Around 1892 there was a burst of excitement when excavations began for the Smith and McKinney building. An additional petrified body was discovered in the soil of the old cemetery. It laid there exposed for weeks, and people came from miles to see the sight. This last body was finally also moved to Woodlawn, although some of the petrified bones were said to be souvenirs of some people in the city.
It wasn’t until about 1930 that a group of realtors, spearheaded by Colonel A. Howard Fleming, a former Fairmont resident, came up with a plan to endow Woodlawn as a perpetual care cemetery. Colonel Fleming was a pallbearer at the very first funeral held in Woodlawn.
The realtors offered to sell the remaining 400 lots, and it was proposed at that time the cemetery be closed. (The cemetery did not close.) The realtors proposed that when the cemetery became endowed, “the care and upkeep would be perpetual and the graves would be kept in first-class condition. The roads will be under a perfect state of improvement; markers and monuments will be kept in position. This beautiful memorial park will be made and will be kept more beautiful…”
Stones dated 1814 indicate many stones predating the official establishment of the cemetery imply removals from other cemeteries and that this plot has been used as a burial ground from early pioneer days. Markers placed on the graves of Gov. and Mrs. F. H. Pierpont by the Hammond Chapter of DAR, also the graves of Peter Miller and Boaz Fleming, Revolutionary soldiers, have been marked by the DAR. Simon Shore, Sr., a soldier in the War of 1812, is buried here as is A. B. Fleming, Governor of the State of WV. A large monument erected by the Mead Circle, Ladies of the GAR near the grave of Governor Pierpont commemorates veterans of all American wars.
The Chapel and Caretaker’s Residence is an important contributing structure in a national historic district. Built in 1928, the house was constructed using Hammond Fire Bricks of clay dug from the banks of the Tygart River at the site of present-day Valley Falls State Park. Construction was the result of community interest, effort, and donations.

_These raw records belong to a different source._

//! Emergency vehicle detection
//!
//! Pure queries over the registry; safe to call as often as the controller
//! likes.

use ordered_float::OrderedFloat;

use super::registry::VehicleRegistry;
use super::types::{Approach, VehicleClass, VehicleId};

/// The emergency vehicle that currently wins preemption
#[derive(Debug, Clone, Copy, PartialEq)]
pub struct Detection {
    pub approach: Approach,
    pub class: VehicleClass,
    pub vehicle: VehicleId,
    /// Signed distance to the stop line, negative once past it
    pub distance: f32,
}

/// Nearest undischarged vehicle of one emergency class
///
/// Equal distances are broken by approach index so repeated scans agree.
pub fn nearest_of_class(registry: &VehicleRegistry, class: VehicleClass) -> Option<Detection> {
    registry
        .iter_matching(move |v| v.class == class && !v.crossed)
        .min_by_key(|v| (OrderedFloat(v.distance_to_stop_line()), v.approach, v.id))
        .map(|v| Detection {
            approach: v.approach,
            class: v.class,
            vehicle: v.id,
            distance: v.distance_to_stop_line(),
        })
}

/// Highest-priority emergency: the nearest ambulance, else the nearest
/// firetruck, else the nearest VIP escort
pub fn detect(registry: &VehicleRegistry) -> Option<Detection> {
    VehicleClass::EMERGENCY_PRIORITY
        .iter()
        .find_map(|class| nearest_of_class(registry, *class))
}

/// Approach that must be served for an emergency, if any
pub fn detect_emergency(registry: &VehicleRegistry) -> Option<Approach> {
    detect(registry).map(|detection| detection.approach)
}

The old Hammond Fire Brick Company of Marion County donated the bricks [clay mining was an important industry here for over 140 years and WV clay was especially prized due to the small size of its particles] while plumbers and electricians donated their work at cost. Local realtors sold lots to help finance constructions. The facility functioned until around 1980 as a mortuary chapel and as a caretaker’s residence and office.

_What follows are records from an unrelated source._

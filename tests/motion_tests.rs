use intersection_sim::simulation::{
    default_hold, stop_line, Approach, SimConfig, SimWorld, TurnState, VehicleClass, VehicleId,
};

fn quiet_world() -> SimWorld {
    SimWorld::new(SimConfig {
        arrival_interval: None,
        ..SimConfig::default()
    })
    .expect("default configuration is valid")
}

/// Every follower's leading edge stays behind its leader's rear edge
fn assert_lane_ordered(world: &SimWorld, approach: Approach, lane: usize) {
    let queue = world.registry.lane_vehicles(approach, lane);
    let sign = approach.sign();
    for pair in queue.windows(2) {
        let (leader, follower) = (pair[0], pair[1]);
        if leader.crossed || follower.crossed {
            continue;
        }
        let leader_rear = leader.leading_edge() - sign * leader.length();
        assert!(
            sign * follower.leading_edge() < sign * leader_rear,
            "{:?} overlaps {:?} on {} lane {}",
            follower.id,
            leader.id,
            approach,
            lane
        );
    }
}

#[test]
fn test_seeded_queue_does_not_overlap() {
    let mut world = quiet_world();
    world.seed_queue(Approach::Left, 2, VehicleClass::Bus, 4);
    world.seed_queue(Approach::Left, 2, VehicleClass::Car, 2);
    assert_lane_ordered(&world, Approach::Left, 2);
}

#[test]
fn test_queue_holds_on_red_without_overlap() {
    let mut world = quiet_world();
    world.seed_queue(Approach::Down, 1, VehicleClass::Car, 5);

    // Right holds the green for the whole stretch; only motion runs
    for _ in 0..200 {
        world.motion_tick();
        assert_lane_ordered(&world, Approach::Down, 1);
    }

    assert_eq!(world.registry.discharged(Approach::Down), 0);
    let head = world.registry.lane_vehicles(Approach::Down, 1)[0];
    assert!(!head.crossed);
    assert!(head.leading_edge() > default_hold(Approach::Down));
    assert!(head.leading_edge() < stop_line(Approach::Down));
}

#[test]
fn test_short_vehicle_behind_long_one_keeps_gap_on_red() {
    let mut world = quiet_world();
    let bus = world.spawn_vehicle(Approach::Down, 1, VehicleClass::Bus, false);
    let car = world.spawn_vehicle(Approach::Down, 1, VehicleClass::Car, false);

    for _ in 0..300 {
        world.motion_tick();
        assert_lane_ordered(&world, Approach::Down, 1);
    }

    let bus = world.registry.get(bus).expect("bus registered");
    let car = world.registry.get(car).expect("car registered");
    let bus_rear = bus.leading_edge() - bus.length();
    assert!(!bus.crossed);
    // Held one gap behind the bus, give or take a single step
    assert!(car.leading_edge() < bus_rear - 10.0);
}

#[test]
fn test_green_queue_discharges_each_vehicle_once() {
    let mut world = quiet_world();
    let ids = world.seed_queue(Approach::Right, 1, VehicleClass::Car, 4);

    for _ in 0..60 {
        world.step_second();
        assert!(world.registry.discharged(Approach::Right) <= 4);
    }

    assert_eq!(world.registry.discharged(Approach::Right), 4);
    assert_eq!(world.registry.total_discharged(), 4);
    for id in ids {
        if let Some(vehicle) = world.registry.get(id) {
            assert!(vehicle.crossed);
        }
    }
}

#[test]
fn test_discharge_is_idempotent() {
    let mut world = quiet_world();
    let id = world.spawn_vehicle(Approach::Up, 1, VehicleClass::Truck, false);

    assert_eq!(world.registry.discharge(id), Some(Approach::Up));
    assert_eq!(world.registry.discharge(id), None);
    assert_eq!(world.registry.discharged(Approach::Up), 1);
}

#[test]
fn test_turning_vehicle_migrates_clockwise() {
    let mut world = quiet_world();
    let id = world.spawn_vehicle(Approach::Right, 2, VehicleClass::Car, true);

    let mut turned = false;
    for _ in 0..1000 {
        if world.motion_tick().turned > 0 {
            turned = true;
            break;
        }
    }
    assert!(turned, "vehicle never completed its turn");

    let vehicle = world.registry.get(id).expect("vehicle still on the layout");
    assert_eq!(vehicle.origin, Approach::Right);
    assert_eq!(vehicle.approach, Approach::Down);
    assert_eq!(vehicle.turn_state, TurnState::Turned);
    assert!(vehicle.turn_angle >= 90.0);
    assert!(world.registry.is_queued_in(id, Approach::Down, 2));
    assert!(!world.registry.lane_ids(Approach::Right, 2).contains(&id));
    assert_eq!(world.registry.discharged(Approach::Right), 1);

    // Driving off the layout neither counts it again nor loses it
    for _ in 0..300 {
        world.motion_tick();
    }
    assert_eq!(world.registry.total_discharged(), 1);
    assert_eq!(world.registry.retired(), 1);
    assert!(world.registry.get(id).is_none());
}

#[test]
fn test_turn_flag_only_sticks_in_turning_lane() {
    let mut world = quiet_world();
    let id = world.spawn_vehicle(Approach::Up, 1, VehicleClass::Car, true);
    assert!(!world.registry.get(id).expect("registered").will_turn);
}

#[test]
fn test_all_seeded_vehicles_discharge() {
    let mut world = SimWorld::new(SimConfig {
        arrival_interval: None,
        horizon: 120,
        ..SimConfig::default()
    })
    .expect("valid config");

    let mut seeded: Vec<VehicleId> = Vec::new();
    for approach in Approach::ALL {
        seeded.extend(world.seed_queue(approach, 1, VehicleClass::Car, 3));
    }

    let report = world.run_to_horizon(0);

    assert_eq!(report.elapsed, 120);
    assert_eq!(report.total_discharged, 12);
    assert_eq!(report.discharged, [3, 3, 3, 3]);
    for id in seeded {
        if let Some(vehicle) = world.registry.get(id) {
            assert!(vehicle.crossed, "{:?} never crossed", id);
        }
    }
}

#[test]
fn test_emergency_vehicle_gets_through_after_preemption() {
    let mut world = quiet_world();
    world.seed_queue(Approach::Right, 1, VehicleClass::Car, 5);
    let ambulance = world.spawn_vehicle(Approach::Up, 1, VehicleClass::Ambulance, false);

    world.step_second();
    assert_eq!(world.controller.current(), Approach::Up);
    assert_eq!(world.controller.preemptions(), 1);

    for _ in 0..10 {
        world.step_second();
    }
    assert_eq!(world.registry.discharged(Approach::Up), 1);
    assert!(world
        .registry
        .get(ambulance)
        .map(|vehicle| vehicle.crossed)
        .unwrap_or(true));
    assert_eq!(world.registry.emergencies_waiting(), 0);
}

In the fall of 2016 renovation began in phases. A new roof was added and window replacement began. Today windows have been replaced, the interior has been cleaned up and a few rooms are nearing completion. When finished this building will be a wonderful addition to Woodlawn and to our entire community.
Today Woodlawn covers 42 acres and holds over 15,000 graves. It is listed on the National Register of Historic Places as a historic district.